> WORK ORDER: Scan the data beneath this task and copy each line that includes "ObjectUrlBuilder".

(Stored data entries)

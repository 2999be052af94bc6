use std::sync::{
    atomic::{AtomicBool, AtomicI64, AtomicUsize, Ordering},
    Mutex,
};

use async_trait::async_trait;
use gallery_backend::image_storage::{
    new_upload_key, ImageStorageError, ImageStorageResult, ImageStore, ObjectUrlBuilder,
    StagedUpload, StoredImage,
};

/// Object as held by the in-memory store
#[derive(Debug, Clone)]
pub struct MemoryObject {
    pub key: String,
    pub bytes: Vec<u8>,
    pub content_type: String,
}

/// In-memory stand-in for the bucket
///
/// Keeps insertion order and counts calls so tests can assert the store was
/// never reached. Reads, writes and local staging can each be switched to fail.
pub struct MemoryImageStore {
    objects: Mutex<Vec<MemoryObject>>,
    urls: ObjectUrlBuilder,
    clock: AtomicI64,
    fail_reads: AtomicBool,
    fail_writes: AtomicBool,
    fail_staging: AtomicBool,
    upload_calls: AtomicUsize,
    list_calls: AtomicUsize,
    delete_calls: AtomicUsize,
}

impl MemoryImageStore {
    pub fn new() -> Self {
        Self {
            objects: Mutex::new(Vec::new()),
            urls: ObjectUrlBuilder::virtual_hosted("test-gallery", "us-east-1"),
            clock: AtomicI64::new(1_700_000_000_000),
            fail_reads: AtomicBool::new(false),
            fail_writes: AtomicBool::new(false),
            fail_staging: AtomicBool::new(false),
            upload_calls: AtomicUsize::new(0),
            list_calls: AtomicUsize::new(0),
            delete_calls: AtomicUsize::new(0),
        }
    }

    /// Inserts objects directly, bypassing the upload path
    pub fn seed<I, S>(&self, keys: I)
    where
        I: IntoIterator<Item = S>,
        S: Into<String>,
    {
        let mut objects = self.objects.lock().unwrap();
        for key in keys {
            objects.push(MemoryObject {
                key: key.into(),
                bytes: b"seed".to_vec(),
                content_type: "image/png".to_string(),
            });
        }
    }

    /// Seeds `count` objects named `uploads/<n>-image-<n>.png`
    pub fn seed_numbered(&self, count: usize) {
        self.seed((0..count).map(|n| format!("uploads/{}-image-{n:02}.png", 1_000 + n)));
    }

    pub fn keys(&self) -> Vec<String> {
        self.objects
            .lock()
            .unwrap()
            .iter()
            .map(|object| object.key.clone())
            .collect()
    }

    pub fn object(&self, key: &str) -> Option<MemoryObject> {
        self.objects
            .lock()
            .unwrap()
            .iter()
            .find(|object| object.key == key)
            .cloned()
    }

    pub fn set_fail_reads(&self, fail: bool) {
        self.fail_reads.store(fail, Ordering::SeqCst);
    }

    pub fn set_fail_writes(&self, fail: bool) {
        self.fail_writes.store(fail, Ordering::SeqCst);
    }

    /// Makes uploads fail as if the staged file could not be read
    pub fn set_fail_staging(&self, fail: bool) {
        self.fail_staging.store(fail, Ordering::SeqCst);
    }

    pub fn upload_calls(&self) -> usize {
        self.upload_calls.load(Ordering::SeqCst)
    }

    pub fn list_calls(&self) -> usize {
        self.list_calls.load(Ordering::SeqCst)
    }

    pub fn delete_calls(&self) -> usize {
        self.delete_calls.load(Ordering::SeqCst)
    }
}

impl Default for MemoryImageStore {
    fn default() -> Self {
        Self::new()
    }
}

#[async_trait]
impl ImageStore for MemoryImageStore {
    async fn upload(&self, upload: &StagedUpload) -> ImageStorageResult<StoredImage> {
        self.upload_calls.fetch_add(1, Ordering::SeqCst);

        if self.fail_writes.load(Ordering::SeqCst) {
            return Err(ImageStorageError::StoreWrite(
                "connection reset by peer".to_string(),
            ));
        }
        if self.fail_staging.load(Ordering::SeqCst) {
            return Err(ImageStorageError::Io(std::io::Error::other(
                "no space left on device",
            )));
        }
        if upload.original_name().is_empty() {
            return Err(ImageStorageError::InvalidInput(
                "original file name is empty".to_string(),
            ));
        }

        let bytes = tokio::fs::read(upload.path()).await?;
        let key = new_upload_key(
            self.clock.fetch_add(1, Ordering::SeqCst),
            upload.original_name(),
        );

        self.objects.lock().unwrap().push(MemoryObject {
            key: key.clone(),
            bytes,
            content_type: upload.content_type().to_string(),
        });

        Ok(StoredImage::from_key(key, &self.urls))
    }

    async fn list(&self) -> ImageStorageResult<Vec<StoredImage>> {
        self.list_calls.fetch_add(1, Ordering::SeqCst);

        if self.fail_reads.load(Ordering::SeqCst) {
            return Err(ImageStorageError::StoreRead(
                "dispatch failure: connection refused".to_string(),
            ));
        }

        Ok(self
            .keys()
            .into_iter()
            .map(|key| StoredImage::from_key(key, &self.urls))
            .collect())
    }

    async fn delete(&self, key: &str) -> ImageStorageResult<()> {
        self.delete_calls.fetch_add(1, Ordering::SeqCst);

        if self.fail_writes.load(Ordering::SeqCst) {
            return Err(ImageStorageError::StoreWrite("access denied".to_string()));
        }

        self.objects.lock().unwrap().retain(|object| object.key != key);
        Ok(())
    }
}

> ANSWER BOX:
    new_upload_key, ImageStorageError, ImageStorageResult, ImageStore, ObjectUrlBuilder,
    urls: ObjectUrlBuilder,
            urls: ObjectUrlBuilder::virtual_hosted("test-gallery", "us-east-1"),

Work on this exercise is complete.